Interestingly, it was during some of these times when I’d get an adverse reaction like, “whaddya mean, why not?” It was as if I’d challenged him on his very credentials of smartness.

But none of those times met with as much of a surprise (disdain, maybe) as when I’d ask, as professionally respectful as I could, “so what?” when my subject expert just proclaimed that his or her product or service is “#1” at doing such and such or is the “leader in this and that.”

Usually, I follow up my “so what?” with something like “how is that significant?” or “how will your customer benefit?” That kinda takes some of the sting out of the “so what?” even when you ask it nicely.

Remember, we are the outsider looking into their world, which they hold very dear. In some respects, they view us as challenging them even though our objective is to create a meaningful and interesting story for our readers, and theirs.

Emotions aside, don’t ever be afraid to ask as many “why not’s” and “so what’s” as it takes to get to the bottom of the real, meaningful story. I find it easier to convey interest when either of those phrases are used in conjunction with a statement just uttered by the expert.
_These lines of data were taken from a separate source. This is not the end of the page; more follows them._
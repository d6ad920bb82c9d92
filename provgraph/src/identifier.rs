//! Qualified names and the namespaces that mint them.
//!
//! A [`QualifiedName`] is identified by its full URI alone: two names with the
//! same `full_name` are equal and hash alike whatever prefix they would prefer.
//! The display form (`ex:e1`, `e1`, or the bare URI) is only decided once a
//! document's prefix table is known; see [`crate::resolver::PrefixTable::resolve`].

use std::fmt;
use std::hash::{Hash, Hasher};

use crate::error::{ProvError, Result};

/// An identifier resolvable to a full URI plus an optional prefixed form.
#[derive(Debug, Clone)]
#[cfg_attr(feature = "serde", derive(serde::Serialize))]
pub struct QualifiedName {
    full_name: String,
    namespace_uri: Option<String>,
    local_part: Option<String>,
    preferred_prefix: Option<String>,
}

impl QualifiedName {
    /// Builds a name from all four parts.
    ///
    /// Most callers want [`Namespace::name`] or [`QualifiedName::local`].
    #[must_use]
    pub fn new(
        full_name: impl Into<String>,
        namespace_uri: Option<String>,
        local_part: Option<String>,
        preferred_prefix: Option<String>,
    ) -> Self {
        Self {
            full_name: full_name.into(),
            namespace_uri,
            local_part,
            preferred_prefix,
        }
    }

    /// Builds a namespace-less name whose full name and local part are both `name`.
    ///
    /// # Errors
    ///
    /// Returns [`ProvError::InvalidIdentifier`] if `name` is empty or contains
    /// whitespace.
    pub fn local(name: &str) -> Result<Self> {
        validate_identifier(name)?;
        Ok(Self::new(name, None, Some(name.to_owned()), None))
    }

    /// The full URI (or bare string) this name stands for.
    #[must_use]
    pub fn full_name(&self) -> &str {
        &self.full_name
    }

    /// The namespace URI, if the name was minted by a namespace.
    #[must_use]
    pub fn namespace_uri(&self) -> Option<&str> {
        self.namespace_uri.as_deref()
    }

    /// The part after the namespace URI.
    #[must_use]
    pub fn local_part(&self) -> Option<&str> {
        self.local_part.as_deref()
    }

    /// The prefix this name would like to be rendered with.
    #[must_use]
    pub fn preferred_prefix(&self) -> Option<&str> {
        self.preferred_prefix.as_deref()
    }
}

impl PartialEq for QualifiedName {
    fn eq(&self, other: &Self) -> bool {
        self.full_name == other.full_name
    }
}

impl Eq for QualifiedName {}

impl Hash for QualifiedName {
    fn hash<H: Hasher>(&self, state: &mut H) {
        self.full_name.hash(state);
    }
}

impl fmt::Display for QualifiedName {
    fn fmt(&self, f: &mut fmt::Formatter<'_>) -> fmt::Result {
        f.write_str(&self.full_name)
    }
}

impl TryFrom<&str> for QualifiedName {
    type Error = ProvError;

    fn try_from(name: &str) -> Result<Self> {
        Self::local(name)
    }
}

impl TryFrom<String> for QualifiedName {
    type Error = ProvError;

    fn try_from(name: String) -> Result<Self> {
        Self::local(&name)
    }
}

/// Anything that can identify a record, a sub-graph or an asserter.
///
/// Implemented for [`QualifiedName`] (taken as is) and for strings, which
/// become namespace-less names via [`QualifiedName::local`].
pub trait IntoIdentifier {
    /// Converts `self` into a qualified name.
    ///
    /// # Errors
    ///
    /// Returns [`ProvError::InvalidIdentifier`] for unusable identifier text.
    fn into_identifier(self) -> Result<QualifiedName>;
}

impl IntoIdentifier for QualifiedName {
    fn into_identifier(self) -> Result<QualifiedName> {
        Ok(self)
    }
}

impl IntoIdentifier for &QualifiedName {
    fn into_identifier(self) -> Result<QualifiedName> {
        Ok(self.clone())
    }
}

impl IntoIdentifier for &str {
    fn into_identifier(self) -> Result<QualifiedName> {
        QualifiedName::local(self)
    }
}

impl IntoIdentifier for String {
    fn into_identifier(self) -> Result<QualifiedName> {
        QualifiedName::local(&self)
    }
}

/// A prefix/URI pair that mints [`QualifiedName`]s sharing its URI.
#[derive(Debug, Clone, PartialEq, Eq, Hash)]
#[cfg_attr(feature = "serde", derive(serde::Serialize))]
pub struct Namespace {
    prefix: String,
    uri: String,
}

impl Namespace {
    /// Creates a namespace. The prefix is a preference, not a binding: the
    /// document encoder may render the URI under a synthetic prefix instead.
    #[must_use]
    pub fn new(prefix: impl Into<String>, uri: impl Into<String>) -> Self {
        Self {
            prefix: prefix.into(),
            uri: uri.into(),
        }
    }

    /// The preferred prefix.
    #[must_use]
    pub fn prefix(&self) -> &str {
        &self.prefix
    }

    /// The namespace URI.
    #[must_use]
    pub fn uri(&self) -> &str {
        &self.uri
    }

    /// Mints the name `uri + local`.
    #[must_use]
    pub fn name(&self, local: &str) -> QualifiedName {
        QualifiedName::new(
            format!("{}{local}", self.uri),
            Some(self.uri.clone()),
            Some(local.to_owned()),
            Some(self.prefix.clone()),
        )
    }

    /// A name standing for the namespace itself, used to feed declared
    /// namespaces through the same merge as every other name.
    pub(crate) fn as_name(&self) -> QualifiedName {
        QualifiedName::new(
            self.uri.clone(),
            Some(self.uri.clone()),
            None,
            Some(self.prefix.clone()),
        )
    }
}

pub(crate) fn validate_identifier(name: &str) -> Result<()> {
    if name.is_empty() || name.chars().any(char::is_whitespace) {
        return Err(ProvError::InvalidIdentifier(name.to_owned()));
    }
    Ok(())
}

pub(crate) fn validate_prefix(prefix: &str) -> Result<()> {
    validate_identifier(prefix)?;
    if prefix.contains(':') {
        return Err(ProvError::InvalidIdentifier(prefix.to_owned()));
    }
    Ok(())
}

#[cfg(test)]
mod tests {
    use super::*;
    use std::collections::HashSet;

    #[test]
    fn equality_ignores_prefix() {
        let a = Namespace::new("ex", "http://example.org/").name("e1");
        let b = Namespace::new("other", "http://example.org/").name("e1");
        assert_eq!(a, b);

        let mut set = HashSet::new();
        set.insert(a);
        assert!(!set.insert(b));
    }

    #[test]
    fn namespace_mints_full_names() {
        let ex = Namespace::new("ex", "http://example.org/");
        let name = ex.name("report");
        assert_eq!(name.full_name(), "http://example.org/report");
        assert_eq!(name.namespace_uri(), Some("http://example.org/"));
        assert_eq!(name.local_part(), Some("report"));
        assert_eq!(name.preferred_prefix(), Some("ex"));
        assert_eq!(name.to_string(), "http://example.org/report");
    }

    #[test]
    fn local_names_reject_blank_text() {
        assert_eq!(
            QualifiedName::local(""),
            Err(ProvError::InvalidIdentifier(String::new()))
        );
        assert!(QualifiedName::local("two words").is_err());
        assert!(QualifiedName::try_from("e1").is_ok());
    }

    #[test]
    fn prefixes_reject_colons() {
        assert!(validate_prefix("ex").is_ok());
        assert!(validate_prefix("ex:1").is_err());
        assert!(validate_prefix("").is_err());
    }
}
It helps both you and your interviewee dive deeper together in discussing information that, quite possibly, hadn’t been thought of before or at least from the perspective you’re providing.

You’re building trust during this dialogue. Both of you are professionals and should respect one another.

Just keep that in mind when you ask your next “so what?”

Creativity Tip #4

How do you know when you’ve hit THE idea? There are different approaches but this one is sort of like thinking in reverse. I call it the Drill Down Technique.

Begin with writing a one or two word idea on a small “sticky note.” These ideas address or answer a specific question that attempts to solve a problem.

coloredstickies

This works better in a group of about four or five, and is a timed exercise of about ten minutes.

So have a timer (electronic or a person) monitor closely.

Once you have, say, 25 or more ideas (“stickies”), choose what you consider to be the best five ideas . . . and ELIMINATE THEM.

At this point, most likely whoever is keeping time will come by and collect the now-discarded ideas. They no longer exist for (for now).

Choose five more from your “sticky notes” and ELIMINATE THEM.

Continue this process in increments of five until you have five best ideas left. Then eliminate three, then one.

Maybe this last idea you have is the best one; maybe not. However, it’s one to which you may not have paid much attention if you had gone through these ideas in a more traditional way.

Now, go do your due diligence and find out.

You never know.

Creativity Tip #117

When was the last time you tried to explain something to an 8-year old? Now, when was the last time you tried to explain something to a group of adults? Did you experience the same feelings or results?

When explaining an idea, consider this: If you can explain your idea to an 8-year old, and she gets it, you’re golden. Children force us to think at the core level, without all the garbage adults heap on top.

If you can’t find an 8-year old, try a stuffed animal. You’ll get their undivided attention. If you feel silly in the process, that’s okay; silly is all part of it.

Taking it a step further, try putting the stuffed animal and the 8-year old together for a mini focus group. The worse that could happen – it may get you to think some more.